Can our doctors and nurses and hospital staff and caregivers continue? Can they, can we get through somehow? How can we get through this and get out the other side? And what does the other side look like? Is it okay with grandma and grandpa? When will we see family and friends again? When will we hug them again?

Medical personnel imagined that an 18-year-old coronavirus patient was rushed by a hospital

Medical personnel imagined that an 18-year-old coronavirus patient was rushed by a hospital

Medical personnel imagined that an 18-year-old coronavirus patient was rushed by a hospital

Baffled by all these unanswerable questions, I remember two more: will there be singing too? Are we depressed? Yes, until the first. No, until the second.

I often sing in the shower. Not a pretty sight, not a pretty sound. But in my resonant bathroom, I can believe I sound like Pavarotti. And because I sang, I thought of positive thoughts in my shower. I’ll share them for what they’re worth.

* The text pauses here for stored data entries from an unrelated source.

//! Explicit standard streams.
//!
//! Operations never touch the process stdio directly; they write through an
//! [`IoStreams`] so the CLI can route progress to stderr and tests can
//! capture everything.

use std::io::{self, IsTerminal, Read, Write};
use std::sync::Arc;

use parking_lot::Mutex;

/// A cloneable, thread-safe writer handle.
#[derive(Clone)]
pub struct SharedWriter {
    inner: Arc<Mutex<Box<dyn Write + Send>>>,
}

impl SharedWriter {
    pub fn new(writer: impl Write + Send + 'static) -> Self {
        Self {
            inner: Arc::new(Mutex::new(Box::new(writer))),
        }
    }

    /// Write one line.
    pub fn line(&self, line: impl AsRef<str>) -> io::Result<()> {
        let mut w = self.inner.lock();
        w.write_all(line.as_ref().as_bytes())?;
        w.write_all(b"\n")?;
        w.flush()
    }
}

impl Write for SharedWriter {
    fn write(&mut self, buf: &[u8]) -> io::Result<usize> {
        self.inner.lock().write(buf)
    }

    fn flush(&mut self) -> io::Result<()> {
        self.inner.lock().flush()
    }
}

/// A cloneable stdin handle.
#[derive(Clone)]
pub struct SharedReader {
    inner: Arc<Mutex<Box<dyn Read + Send>>>,
}

impl SharedReader {
    pub fn new(reader: impl Read + Send + 'static) -> Self {
        Self {
            inner: Arc::new(Mutex::new(Box::new(reader))),
        }
    }
}

impl Read for SharedReader {
    fn read(&mut self, buf: &mut [u8]) -> io::Result<usize> {
        self.inner.lock().read(buf)
    }
}

/// In-memory buffer that can stand in for a stream and be read back.
#[derive(Clone, Default)]
pub struct SharedBuffer {
    inner: Arc<Mutex<Vec<u8>>>,
}

impl SharedBuffer {
    pub fn new() -> Self {
        Self::default()
    }

    pub fn contents(&self) -> Vec<u8> {
        self.inner.lock().clone()
    }

    pub fn text(&self) -> String {
        String::from_utf8_lossy(&self.inner.lock()).to_string()
    }
}

impl Write for SharedBuffer {
    fn write(&mut self, buf: &[u8]) -> io::Result<usize> {
        self.inner.lock().extend_from_slice(buf);
        Ok(buf.len())
    }

    fn flush(&mut self) -> io::Result<()> {
        Ok(())
    }
}

/// Standard streams of one invocation.
#[derive(Clone)]
pub struct IoStreams {
    pub stdin: SharedReader,
    pub stdout: SharedWriter,
    pub stderr: SharedWriter,
    /// Stdout is attached to a terminal.
    pub stdout_is_terminal: bool,
    /// Stdin is attached to a terminal.
    pub stdin_is_terminal: bool,
    /// Stdin is zero-sized and not a pipe, so there is nothing to read.
    pub stdin_is_empty: bool,
}

impl IoStreams {
    /// The process streams.
    pub fn system() -> Self {
        Self {
            stdout_is_terminal: io::stdout().is_terminal(),
            stdin_is_terminal: io::stdin().is_terminal(),
            stdin_is_empty: stdin_is_empty(),
            stdin: SharedReader::new(io::stdin()),
            stdout: SharedWriter::new(io::stdout()),
            stderr: SharedWriter::new(io::stderr()),
        }
    }

    /// Streams backed by buffers; returns `(streams, stdout, stderr)`.
    pub fn buffered(stdin: &[u8]) -> (Self, SharedBuffer, SharedBuffer) {
        let out = SharedBuffer::new();
        let err = SharedBuffer::new();
        let streams = Self {
            stdin_is_empty: stdin.is_empty(),
            stdin: SharedReader::new(io::Cursor::new(stdin.to_vec())),
            stdout: SharedWriter::new(out.clone()),
            stderr: SharedWriter::new(err.clone()),
            stdout_is_terminal: false,
            stdin_is_terminal: false,
        };
        (streams, out, err)
    }
}

/// True when fd 0 is zero-sized and not a FIFO.
fn stdin_is_empty() -> bool {
    // SAFETY: fstat only writes into the zeroed stat buffer we own.
    unsafe {
        let mut stat: libc::stat = std::mem::zeroed();
        if libc::fstat(libc::STDIN_FILENO, &mut stat) != 0 {
            return true;
        }
        let is_fifo = (stat.st_mode & libc::S_IFMT) == libc::S_IFIFO;
        stat.st_size == 0 && !is_fifo
    }
}

#[cfg(test)]
mod tests {
    use super::*;

    #[test]
    fn test_buffered_streams_capture() {
        let (mut streams, out, err) = IoStreams::buffered(b"input");
        streams.stdout.line("hello").unwrap();
        streams.stderr.line("warn").unwrap();
        let mut input = String::new();
        streams.stdin.read_to_string(&mut input).unwrap();

        assert_eq!(out.text(), "hello\n");
        assert_eq!(err.text(), "warn\n");
        assert_eq!(input, "input");
        assert!(!streams.stdin_is_empty);
        assert!(!streams.stdout_is_terminal);
    }

    #[test]
    fn test_empty_stdin_flag() {
        let (streams, _, _) = IoStreams::buffered(b"");
        assert!(streams.stdin_is_empty);
    }
}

Despite all the terrible consequences, I have learned wonderful lessons from this cruel pandemic. Were the skies and streets quieter? Do the birds seem to no longer sing? Isn’t the air cleaner to breathe? Do we no longer feel kinship with neighbors, with everyone around us, because we are really all in this together, prince and prime minister, working or unemployed, prisoner or sleeper?

Can’t we see our friends and relationships, don’t we think about them anymore? Are we not going to take everyone for granted, those who work to feed and care for us? Have we not forgotten how good and kind and generous we can be, those who endanger themselves to help those who are less able to help themselves?

Do we not discover so much in ourselves and in others that we may have forgotten? And this doesn’t give us hope and a fierce determination that after this monster is finally destroyed, and he will be, he will be, we can create a new world where everyone matters, and a world and a life and a sense of community who are more precious to us because we no longer take them for granted?

See, Mister Brecht? Your question should have been. “Does the dark also sing in the shower?” Yes, Mr. Brecht. Oh yeah.